TASK:
Within the records below, find each line that holds the string "crate", then copy it.

Saved data entries:
-- Opening Marker --

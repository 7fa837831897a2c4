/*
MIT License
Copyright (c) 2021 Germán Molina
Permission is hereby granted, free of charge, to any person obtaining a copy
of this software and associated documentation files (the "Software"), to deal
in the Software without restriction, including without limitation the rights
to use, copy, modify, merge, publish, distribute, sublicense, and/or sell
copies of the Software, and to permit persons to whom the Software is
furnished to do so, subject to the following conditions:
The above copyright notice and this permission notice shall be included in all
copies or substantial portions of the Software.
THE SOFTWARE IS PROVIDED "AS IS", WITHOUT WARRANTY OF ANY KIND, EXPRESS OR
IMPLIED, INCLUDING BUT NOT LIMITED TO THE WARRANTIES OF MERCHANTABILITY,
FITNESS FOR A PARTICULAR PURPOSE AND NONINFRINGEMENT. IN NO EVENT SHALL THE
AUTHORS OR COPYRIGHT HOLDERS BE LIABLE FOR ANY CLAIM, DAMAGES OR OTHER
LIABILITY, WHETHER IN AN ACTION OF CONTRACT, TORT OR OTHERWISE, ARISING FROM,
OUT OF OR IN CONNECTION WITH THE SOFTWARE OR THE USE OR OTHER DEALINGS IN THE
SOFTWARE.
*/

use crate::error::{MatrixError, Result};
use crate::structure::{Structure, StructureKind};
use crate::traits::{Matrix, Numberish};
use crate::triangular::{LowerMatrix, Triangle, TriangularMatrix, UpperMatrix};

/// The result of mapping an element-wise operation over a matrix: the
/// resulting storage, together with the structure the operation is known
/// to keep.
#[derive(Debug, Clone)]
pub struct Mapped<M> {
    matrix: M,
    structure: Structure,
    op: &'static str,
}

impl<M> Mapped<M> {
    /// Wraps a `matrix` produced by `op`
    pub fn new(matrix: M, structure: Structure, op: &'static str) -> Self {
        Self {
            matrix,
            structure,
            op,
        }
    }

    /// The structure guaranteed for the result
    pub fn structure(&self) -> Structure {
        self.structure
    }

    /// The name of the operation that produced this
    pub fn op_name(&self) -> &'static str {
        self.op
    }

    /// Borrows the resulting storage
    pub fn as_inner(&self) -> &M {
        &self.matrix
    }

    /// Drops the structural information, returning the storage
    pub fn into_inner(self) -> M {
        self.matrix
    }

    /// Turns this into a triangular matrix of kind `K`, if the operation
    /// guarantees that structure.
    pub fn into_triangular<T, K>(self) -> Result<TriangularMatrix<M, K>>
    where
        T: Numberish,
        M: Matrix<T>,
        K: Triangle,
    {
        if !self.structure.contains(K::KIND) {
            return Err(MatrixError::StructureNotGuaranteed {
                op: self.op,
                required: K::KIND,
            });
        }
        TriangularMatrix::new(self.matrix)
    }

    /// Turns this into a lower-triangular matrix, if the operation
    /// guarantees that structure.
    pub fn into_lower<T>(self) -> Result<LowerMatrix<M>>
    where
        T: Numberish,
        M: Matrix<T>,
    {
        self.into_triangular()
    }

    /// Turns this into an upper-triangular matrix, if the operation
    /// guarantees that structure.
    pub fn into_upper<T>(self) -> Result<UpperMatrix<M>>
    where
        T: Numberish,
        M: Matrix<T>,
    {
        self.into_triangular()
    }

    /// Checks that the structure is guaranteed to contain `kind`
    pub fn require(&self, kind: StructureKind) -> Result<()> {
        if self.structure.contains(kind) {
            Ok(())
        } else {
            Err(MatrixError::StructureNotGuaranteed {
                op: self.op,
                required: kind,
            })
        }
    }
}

-- Closing Marker --

SOLUTION TO THE PROBLEM:
use crate::error::{MatrixError, Result};
use crate::structure::{Structure, StructureKind};
use crate::traits::{Matrix, Numberish};
use crate::triangular::{LowerMatrix, Triangle, TriangularMatrix, UpperMatrix};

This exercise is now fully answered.